Virgins, nuns, preachers

[Woman in Tehuantepec, Mexico, 1929 (b/w photo), Modotti, Tina (1896–1942) / © Galerie Bilderwelt / Bridgeman Images]


JESUS UPSET THE EXPECTED NORMS of first-century Jews. He regularly ate with sinners and tax collectors, spent time with the despised Samaritans, and elevated women from third-class citizens to first-rate followers of The Way as the implications of his redemptive work became clear (Gal. 3:28). Yet women’s place in the church had advanced little by the fifteenth century. The colonial enterprise in Latin America mirrored this when it gave men the primary responsibilities of the expanding Catholic Church.



Virgins of healing and succor

From the beginning of the colonial conquest, Latin American Christian women saw themselves through the lens of the Virgin Mary. The Iberian empires had already established this image as the feminine ideal of Christianity; they spoke of the Virgin as the ideal woman of God, representing her in art and architecture as an exceptionally beautiful European woman and also as the woman who led Christian warriors. 

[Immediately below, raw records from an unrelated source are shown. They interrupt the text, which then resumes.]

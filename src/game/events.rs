//! Discrete simulation events broadcast to observers every tick

use serde::{Deserialize, Serialize};

use crate::game::definitions::ArchetypeId;
use crate::game::spatial::EntityRef;
use crate::game::state::{EntityId, ItemKind, PickupKind, PlayerId};
use crate::util::vec2::Vec2;

/// Why an enemy left the world without dying
#[derive(Debug, Clone, Copy, PartialEq, Eq, Serialize, Deserialize)]
pub enum DespawnReason {
    /// Farther than the despawn distance from every player
    OutOfRange,
    /// Cleared when PvP started
    Encounter,
}

#[derive(Debug, Clone, PartialEq, Serialize, Deserialize)]
pub enum SimEvent {
    EnemySpawned {
        entity: EntityId,
        archetype: ArchetypeId,
        position: Vec2,
    },
    EnemyDespawned {
        entity: EntityId,
        reason: DespawnReason,
    },
    Died {
        target: EntityRef,
    },
    SpawnerStateChanged {
        running: bool,
    },
    /// `None` means the boss fell back to its default attack set
    PhaseChanged {
        boss: EntityId,
        from: Option<usize>,
        to: Option<usize>,
    },
    WindupStarted {
        boss: EntityId,
        direction: Vec2,
        duration: f32,
    },
    ChargeStarted {
        boss: EntityId,
        direction: Vec2,
    },
    ChargeEnded {
        boss: EntityId,
    },
    SlamWarning {
        boss: EntityId,
        center: Vec2,
        radius: f32,
        delay: f32,
    },
    SlamImpact {
        boss: EntityId,
        center: Vec2,
        radius: f32,
        hits: u32,
    },
    /// An in-flight windup, dash or slam warning was abandoned
    AttackCancelled {
        boss: EntityId,
        attack: String,
    },
    Summoned {
        boss: EntityId,
        count: u32,
    },
    ProjectileFired {
        projectile: EntityId,
        position: Vec2,
        velocity: Vec2,
        hostile: bool,
    },
    UpgradeApplied {
        player: PlayerId,
        upgrade: String,
    },
    LootDropped {
        pickup: EntityId,
        position: Vec2,
        kind: PickupKind,
    },
    CoinsCollected {
        player: PlayerId,
        value: u32,
        total: u32,
    },
    ItemCollected {
        player: PlayerId,
        item: ItemKind,
    },
    /// Coins crossed an upgrade threshold; `choices` are upgrade names
    UpgradeOffered {
        player: PlayerId,
        level: u32,
        choices: Vec<String>,
    },
    BossEncounterStarted {
        boss: EntityId,
        name: String,
    },
    BossDefeated {
        boss: EntityId,
    },
    PvpStarted,
    PvpEnded {
        winner: Option<PlayerId>,
    },
}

This mixed religious and political image formed a fundamental part of the conquest. For example Cortés in Mexico had a devotion to Mary under the name of the Virgin of Healing; when he conquered Tenochtitlan and renamed it Mexico City, he had shrines to the Virgin and St. Christopher set up in the existing temple in place of statues of the Aztec gods. 

Pedro de Valdivia, conqueror of Chile, is said to have carried an 11-inch-tall statue of the Virgin into Santiago in 1540. The image survived the fighting and was renamed the Virgin of Succor in 1544 after the Spanish conquerors prayed to the image and reinforcements arrived to quell an indigenous uprising. These and similar stories led the Virgin Mary to become not only a very significant religious figure but also a political symbol (see “Mother of Mexico,” p. 21).

Above all the Virgin represented the religious ideal for noble women of the dominant class. These wealthy European women took the coveted spots in the first convents of the Spanish territories. Women could enter religious life just as men could, but unlike friars and priests, they spent their lives enclosed inside convent walls and were not allowed to evangelize. 

The first convents in “New Spain” were established in the 1540s; in Brazil convents were not founded until 1677. Though they were connected to European religious orders such as the Carmelites or the Poor Clares (Franciscan), each one operated as an independent institution with its own constitution and rules. 

Many convents were founded exclusively for daughters and other relatives of the powerful, the wealthy, and the connected. The Most Holy Trinity convent in Puebla, Mexico, started with 17 nuns; 14 of them were related to the founding patrons. Only women of pure European blood and legitimate birth could join; Jewish, Muslim, or indigenous women need not apply.

 While the Santa Clara convent in Cuzco, Peru, and the Corpus Christi convent in Mexico City made exceptions to this, they still did not admit the lower classes. Founded in 1551 for a particular type of mestiza (a woman of mixed race), Santa Clara accepted the daughters of noble indigenous women and Spanish conquistadors with the goal of ensuring that these mestizas would be culturally Spanish. 

Later in 1724 the Corpus Christi convent was founded in Mexico City exclusively for the daughters of indigenous nobles. The applicants were required to be full-blooded indigenous and prove they came from good Christian families who had never worked selling pulque (a traditional indigenous alcoholic drink) because it was considered a shameful occupation. 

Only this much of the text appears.